WHAT IS BEING ASKED
Output, word for word, the lines of this listing that fall between the line with "self.conclude(CaptureState::Errored, busy, |st|" and the line with "#[derive(Clone)]", counting both of those lines, and no others.

* * *

impl CaptureOpts {
    /// The sink used when a job does not bring its own.
    pub fn default_sink(&self) -> Box<dyn FrameSink> {
        Box::new(FfmpegSink::new(FfmpegSinkOpts {
            container: self.container,
            bg_rgba: self.bg_rgba,
        }))
    }

    /// A file output at `path` honoring `overwrite`.
    pub fn file_output(&self, path: impl Into<PathBuf>) -> FileOutput {
        FileOutput::at(path).overwrite(self.overwrite)
    }
}

/// Everything one capture consumes.
pub struct CaptureJob {
    source: Box<dyn FrameSource>,
    overlays: Arc<dyn OverlaySnapshots>,
    output: Box<dyn ArtifactOutput>,
    sink: Option<Box<dyn FrameSink>>,
}

impl CaptureJob {
    /// A job encoding with the controller's default sink.
    pub fn new(
        source: Box<dyn FrameSource>,
        overlays: Arc<dyn OverlaySnapshots>,
        output: Box<dyn ArtifactOutput>,
    ) -> Self {
        Self {
            source,
            overlays,
            output,
            sink: None,
        }
    }

    /// Encode into `sink` instead.
    pub fn with_sink(mut self, sink: Box<dyn FrameSink>) -> Self {
        self.sink = Some(sink);
        self
    }
}

/// Structured, cloneable copy of the error that ended a capture.
#[derive(Clone, Debug, PartialEq, Eq)]
pub struct CaptureFailure {
    /// Error category.
    pub kind: ErrorKind,
    /// Rendered error message.
    pub message: String,
}

impl From<&ReelError> for CaptureFailure {
    fn from(e: &ReelError) -> Self {
        Self {
            kind: e.kind(),
            message: e.to_string(),
        }
    }
}

#[derive(Debug)]
struct Status {
    state: CaptureState,
    transitions: Vec<CaptureState>,
    artifact: Option<CaptureArtifact>,
    saved_to: Option<PathBuf>,
    failure: Option<CaptureFailure>,
}

#[derive(Debug)]
struct Shared {
    status: Mutex<Status>,
    changed: Condvar,
    cancel: AtomicBool,
    frames: AtomicU64,
}

impl Shared {
    fn new() -> Self {
        Self {
            status: Mutex::new(Status {
                state: CaptureState::Idle,
                transitions: vec![CaptureState::Idle],
                artifact: None,
                saved_to: None,
                failure: None,
            }),
            changed: Condvar::new(),
            cancel: AtomicBool::new(false),
            frames: AtomicU64::new(0),
        }
    }

    fn lock(&self) -> MutexGuard<'_, Status> {
        self.status.lock().unwrap_or_else(PoisonError::into_inner)
    }

    fn transition(&self, state: CaptureState) {
        let mut st = self.lock();
        st.state = state;
        st.transitions.push(state);
        drop(st);
        tracing::info!(?state, "capture state");
        self.changed.notify_all();
    }

    /// Publish a terminal state and release the controller in the same critical section, so
    /// `is_busy() == false` implies the terminal state is visible and vice versa.
    fn conclude(&self, state: CaptureState, busy: BusyGuard, fill: impl FnOnce(&mut Status)) {
        let mut st = self.lock();
        fill(&mut st);
        st.state = state;
        st.transitions.push(state);
        drop(busy);
        drop(st);
        tracing::info!(?state, "capture state");
        self.changed.notify_all();
    }

    fn deliver(&self, artifact: CaptureArtifact, saved_to: Option<PathBuf>, busy: BusyGuard) {
        self.conclude(CaptureState::Delivered, busy, |st| {
            st.artifact = Some(artifact);
            st.saved_to = saved_to;
        });
    }

    fn fail(&self, e: &ReelError, busy: BusyGuard) {
        if matches!(e, ReelError::Cancelled) {
            tracing::info!("capture cancelled");
        } else {
            tracing::error!(error = %e, "capture failed");
        }
        self.conclude(CaptureState::Errored, busy, |st| {
            st.failure = Some(CaptureFailure::from(e));
        });
    }

    fn cancelled(&self) -> bool {
        self.cancel.load(Ordering::Acquire)
    }
}

/// Starts captures, at most one at a time.
#[derive(Clone)]
pub struct CaptureController {
    busy: Arc<AtomicBool>,
    assets: Arc<OverlayAssets>,
    clock: Arc<dyn Clock>,
    opts: CaptureOpts,
}

impl CaptureController {
    /// Controller drawing overlays with `assets` and pacing ticks with `clock`.
    pub fn new(assets: Arc<OverlayAssets>, clock: Arc<dyn Clock>, opts: CaptureOpts) -> Self {
        Self {
            busy: Arc::new(AtomicBool::new(false)),
            assets,
            clock,
            opts,
        }
    }

    /// Options applied to new captures.
    pub fn opts(&self) -> &CaptureOpts {
        &self.opts
    }

    /// `true` while a capture is in flight.
    pub fn is_busy(&self) -> bool {
        self.busy.load(Ordering::Acquire)
    }

    /// Start capturing `job` on a worker thread.
    ///
    /// Fails with [`ReelError::CaptureInProgress`] without touching `job` when another capture is
    /// in flight.
    #[tracing::instrument(skip(self, job), fields(fps = self.opts.fps.as_f64(), container = ?self.opts.container))]
    pub fn start_capture(&self, job: CaptureJob) -> ReelResult<CaptureHandle> {
        if self
            .busy
            .compare_exchange(false, true, Ordering::AcqRel, Ordering::Acquire)
            .is_err()
        {
            tracing::warn!("capture request rejected: another capture is in flight");
            return Err(ReelError::CaptureInProgress);
        }
        let busy = BusyGuard(Arc::clone(&self.busy));

        let shared = Arc::new(Shared::new());
        let worker = Worker {
            shared: Arc::clone(&shared),
            assets: Arc::clone(&self.assets),
            clock: Arc::clone(&self.clock),
            opts: self.opts.clone(),
        };
        let handle = std::thread::Builder::new()
            .name("typereel-capture".to_owned())
            .spawn(move || {
                let res = worker.run(job);
                match &res {
                    Ok((artifact, saved_to)) => {
                        worker
                            .shared
                            .deliver(artifact.clone(), saved_to.clone(), busy)
                    }
                    Err(e) => worker.shared.fail(e, busy),
                }
                res.map(|(artifact, _)| artifact)
            })
            .map_err(|e| ReelError::resource(format!("failed to spawn capture worker: {e}")))?;

        Ok(CaptureHandle {
            shared,
            worker: Some(handle),
        })
    }
}

struct BusyGuard(Arc<AtomicBool>);

impl Drop for BusyGuard {
    fn drop(&mut self) {
        self.0.store(false, Ordering::Release);
    }
}

/// Observer and control for one in-flight capture.
///
/// Dropping the handle cancels a capture that has not finished and waits for the worker.
pub struct CaptureHandle {
    shared: Arc<Shared>,
    worker: Option<JoinHandle<ReelResult<CaptureArtifact>>>,
}

impl CaptureHandle {
    /// Current state.
    pub fn state(&self) -> CaptureState {
        self.shared.lock().state
    }

    /// Every state entered so far, starting with `Idle`.
    pub fn transitions(&self) -> Vec<CaptureState> {
        self.shared.lock().transitions.clone()
    }

    /// Frames pushed to the encoder so far.
    pub fn frames_pushed(&self) -> u64 {
        self.shared.frames.load(Ordering::Acquire)
    }

    /// The artifact, once `Delivered`.
    pub fn result(&self) -> Option<CaptureArtifact> {
        self.shared.lock().artifact.clone()
    }

    /// Where the output saved the artifact, when it reported a path.
    pub fn saved_to(&self) -> Option<PathBuf> {
        self.shared.lock().saved_to.clone()
    }

    /// The failure, once `Errored`.
    pub fn error(&self) -> Option<CaptureFailure> {
        self.shared.lock().failure.clone()
    }

    /// Ask the worker to stop at its next tick. The capture ends `Errored` with `Cancelled`.
    pub fn cancel(&self) {
        self.shared.cancel.store(true, Ordering::Release);
    }

    /// Block until the state is terminal or `timeout` elapses; returns the state seen last.
    pub fn wait_timeout(&self, timeout: Duration) -> CaptureState {
        let st = self.shared.lock();
        let (st, _) = self
            .shared
            .changed
            .wait_timeout_while(st, timeout, |s| !s.state.is_terminal())
            .unwrap_or_else(PoisonError::into_inner);
        st.state
    }

    /// Block until the capture finishes and return its outcome.
    pub fn wait(mut self) -> ReelResult<CaptureArtifact> {
        match self.worker.take() {
            Some(worker) => worker
                .join()
                .map_err(|_| ReelError::encoding("capture worker panicked"))?,
            None => Err(ReelError::encoding("capture worker already joined")),
        }
    }
}

impl Drop for CaptureHandle {
    fn drop(&mut self) {
        if let Some(worker) = self.worker.take() {
            if !self.state().is_terminal() {
                self.cancel();
            }
            let _ = worker.join();
        }
    }
}

/// Owns a started sink; aborts it unless finished.
pub struct EncoderGuard {
    sink: Option<Box<dyn FrameSink>>,
    frames: u64,
}

impl EncoderGuard {
    /// Begin `sink` with `cfg`. A sink that fails to begin is aborted before the error returns.
    pub fn begin(mut sink: Box<dyn FrameSink>, cfg: SinkConfig) -> ReelResult<Self> {
        if let Err(e) = sink.begin(cfg) {
            sink.abort();
            return Err(e);
        }
        Ok(Self {
            sink: Some(sink),
            frames: 0,
        })
    }

    /// Push one frame.
    pub fn push_frame(&mut self, idx: FrameIndex, frame: &FrameRGBA) -> ReelResult<()> {
        let sink = self
            .sink
            .as_mut()
            .ok_or_else(|| ReelError::encoding("encoder already finished"))?;
        sink.push_frame(idx, frame)?;
        self.frames += 1;
        Ok(())
    }

    /// Frames pushed so far.
    pub fn frames(&self) -> u64 {
        self.frames
    }

    /// Finish the session and return the encoded stream.
    pub fn finish(mut self) -> ReelResult<EncodedStream> {
        let mut sink = self
            .sink
            .take()
            .ok_or_else(|| ReelError::encoding("encoder already finished"))?;
        sink.end().inspect_err(|_| sink.abort())
    }
}

impl Drop for EncoderGuard {
    fn drop(&mut self) {
        if let Some(mut sink) = self.sink.take() {
            sink.abort();
        }
    }
}

struct Worker {
    shared: Arc<Shared>,
    assets: Arc<OverlayAssets>,
    clock: Arc<dyn Clock>,
    opts: CaptureOpts,
}

impl Worker {
    fn run(&self, job: CaptureJob) -> ReelResult<(CaptureArtifact, Option<PathBuf>)> {
        let CaptureJob {
            mut source,
            overlays,
            mut output,
            sink,
        } = job;

        self.shared.transition(CaptureState::Priming);
        self.prime(source.as_mut())?;

        let canvas = source.canvas();
        let mut compositor = CpuCompositor::new(canvas, Arc::clone(&self.assets))?;
        compositor.set_fade_in_secs(self.opts.fade_in_secs);
        let tap = source.open_audio_tap()?;
        let cfg = SinkConfig {
            width: canvas.width,
            height: canvas.height,
            fps: self.opts.fps,
            audio: tap.as_ref().map(|t| t.input_config()),
        };
        let sink = sink.unwrap_or_else(|| self.opts.default_sink());
        let mut encoder = EncoderGuard::begin(sink, cfg)?;
        tracing::debug!(
            w = canvas.width,
            h = canvas.height,
            audio = tap.is_some(),
            "encoder session opened"
        );

        self.shared.transition(CaptureState::Recording);
        let recorded = self.record(source.as_mut(), overlays.as_ref(), &mut compositor, &mut encoder);
        source.pause();
        recorded?;

        self.shared.transition(CaptureState::Finalizing);
        let frames = encoder.frames();
        let stream = encoder.finish()?;
        drop(tap);
        let artifact = CaptureArtifact::from_stream(stream, &self.opts.artifact_stem);
        tracing::info!(frames, bytes = artifact.bytes.len(), mime = %artifact.mime, "capture encoded");
        let saved_to = output.deliver(&artifact)?;
        Ok((artifact, saved_to))
    }

    fn prime(&self, source: &mut dyn FrameSource) -> ReelResult<()> {
        source.rewind()?;
        let deadline = self.clock.now() + self.opts.priming_timeout;
        loop {
            if self.shared.cancelled() {
                return Err(ReelError::Cancelled);
            }
            if source.is_ready() {
                return Ok(());
            }
            let now = self.clock.now();
            if now >= deadline {
                return Err(ReelError::source_not_ready(format!(
                    "source not ready after {:?}",
                    self.opts.priming_timeout
                )));
            }
            self.clock
                .sleep(self.opts.priming_poll.min(deadline - now).max(Duration::from_micros(1)));
        }
    }

    fn record(
        &self,
        source: &mut dyn FrameSource,
        overlays: &dyn OverlaySnapshots,
        compositor: &mut CpuCompositor,
        encoder: &mut EncoderGuard,
    ) -> ReelResult<()> {
        let fps = self.opts.fps;
        source.play();
        let start = self.clock.now();
        let mut next = 0u64;
        loop {
            if self.shared.cancelled() {
                return Err(ReelError::Cancelled);
            }
            if source.is_ended() && next > 0 {
                return Ok(());
            }

            let due = fps.slot_at(self.clock.now().saturating_sub(start)).0;
            if due >= next {
                let t = source.current_time();
                let snapshot = overlays.snapshot();
                let diagnostics = overlays.diagnostics_enabled();
                let base = source.current_frame()?;
                let frame = compositor.composite_frame(base, &snapshot, t, diagnostics)?;
                if due > next {
                    tracing::debug!(skipped = due - next, "late tick; repeating frame");
                }
                for idx in next..=due {
                    encoder.push_frame(FrameIndex(idx), frame)?;
                }
                self.shared.frames.store(encoder.frames(), Ordering::Release);
                next = due + 1;
            }

            let next_at = start + fps.frame_offset(FrameIndex(next));
            self.clock.sleep(next_at.saturating_sub(self.clock.now()));
        }
    }
}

* * *

SOLUTION TO THIS TASK
        self.conclude(CaptureState::Errored, busy, |st| {
            st.failure = Some(CaptureFailure::from(e));
        });
    }

    fn cancelled(&self) -> bool {
        self.cancel.load(Ordering::Acquire)
    }
}

/// Starts captures, at most one at a time.
#[derive(Clone)]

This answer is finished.